Yes. Abby’s water broke in the driveway of the hospital. I examined her in the wheelchair on the elevator ride so that I could hold the head up in the event of a cord prolapse. (The baby ended up having the cord around his neck, which is why he didn’t turn vertex.) Abby and I arrived at the hospital before the physician. I was at Abby’s head in the operating room during the cesarean section.
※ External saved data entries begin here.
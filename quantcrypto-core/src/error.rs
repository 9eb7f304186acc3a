//! Error taxonomy for a backtest run.
//!
//! - `DataError`: malformed or empty price series, out-of-range access. Fatal,
//!   raised before any portfolio state is touched.
//! - `ExecutionError`: a strategy emitted a malformed intent. Fatal.
//! - `BacktestError::InsufficientFunds`: only surfaced in strict mode; the
//!   default policy rejects the fill and keeps running.

use chrono::{DateTime, Utc};
use thiserror::Error;

use crate::domain::bar::BarError;
use crate::domain::intent::OrderIntent;

#[derive(Debug, Clone, PartialEq, Error)]
pub enum DataError {
    #[error("price series is empty")]
    Empty,

    #[error("bar index {index} out of range (series length {len})")]
    OutOfRange { index: usize, len: usize },

    #[error("invalid bar at index {index} ({timestamp}): {source}")]
    InvalidBar {
        index: usize,
        timestamp: DateTime<Utc>,
        #[source]
        source: BarError,
    },

    #[error(
        "timestamps must strictly increase: bar {index} at {timestamp} follows {previous}"
    )]
    NonIncreasingTimestamp {
        index: usize,
        timestamp: DateTime<Utc>,
        previous: DateTime<Utc>,
    },
}

/// A malformed order intent, with enough context to reproduce it.
#[derive(Debug, Clone, PartialEq, Error)]
#[error("malformed intent at bar {bar_index}: {reason} ({intent:?})")]
pub struct ExecutionError {
    pub bar_index: usize,
    pub intent: OrderIntent,
    pub reason: String,
}

#[derive(Debug, Clone, PartialEq, Error)]
pub enum BacktestError {
    #[error(transparent)]
    Data(#[from] DataError),

    #[error(transparent)]
    Execution(#[from] ExecutionError),

    #[error(
        "insufficient funds at bar {bar_index}: fill requires {required:.8} but only {available:.8} cash is available"
    )]
    InsufficientFunds {
        bar_index: usize,
        intent: OrderIntent,
        required: f64,
        available: f64,
    },

    #[error("invalid engine configuration: {0}")]
    InvalidConfig(String),

    #[error("engine already ran; construct a new engine for another run")]
    AlreadyRan,
}
//! Limit-dip: bids a fixed discount below the close, exits after a holding period.

use super::Strategy;
use crate::domain::{HistoryView, IntentSide, OrderIntent, OrderSize, Position};

#[derive(Debug, Clone)]
pub struct LimitDip {
    /// Limit price = close * (1 - discount).
    pub discount: f64,
    pub fraction: f64,
    /// Bars to hold a filled entry before closing at market.
    pub hold_bars: usize,
}

impl LimitDip {
    pub fn new(discount: f64, fraction: f64, hold_bars: usize) -> Self {
        assert!(
            (0.0..1.0).contains(&discount),
            "discount must be in [0, 1)"
        );
        assert!(
            fraction > 0.0 && fraction.is_finite(),
            "fraction must be positive"
        );
        Self {
            discount,
            fraction,
            hold_bars,
        }
    }
}

impl Default for LimitDip {
    fn default() -> Self {
        Self::new(0.02, 1.0, 5)
    }
}

impl Strategy for LimitDip {
    fn name(&self) -> &str {
        "limit_dip"
    }

    fn on_bar(&mut self, history: HistoryView<'_>, position: &Position) -> Vec<OrderIntent> {
        if let Some(entry_bar) = position.entry_bar() {
            let held = history.index().saturating_sub(entry_bar);
            if held >= self.hold_bars {
                return vec![OrderIntent::close()];
            }
            return Vec::new();
        }

        let limit_price = history.current().close * (1.0 - self.discount);
        vec![OrderIntent::limit(
            IntentSide::Long,
            OrderSize::FractionOfEquity(self.fraction),
            limit_price,
        )]
    }
}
Although Abby’s baby boy arrives safely, the physician says that Intrauterine Growth Restriction (IUGR) occurred. Do you want to talk about that?
In the film it appears like the baby was starving, everybody missed it, and the doctor saved the day. But the situation was misconstrued because of a critical detail that was lost during the emergency transfer. The physician who received the transfer was under the impression that the baby was 40 weeks. Abby’s baby was actually born at 35 ½ weeks. A 3 lbs, 5 ounces baby at 40 weeks would have been much more serious than at 35 ½ weeks.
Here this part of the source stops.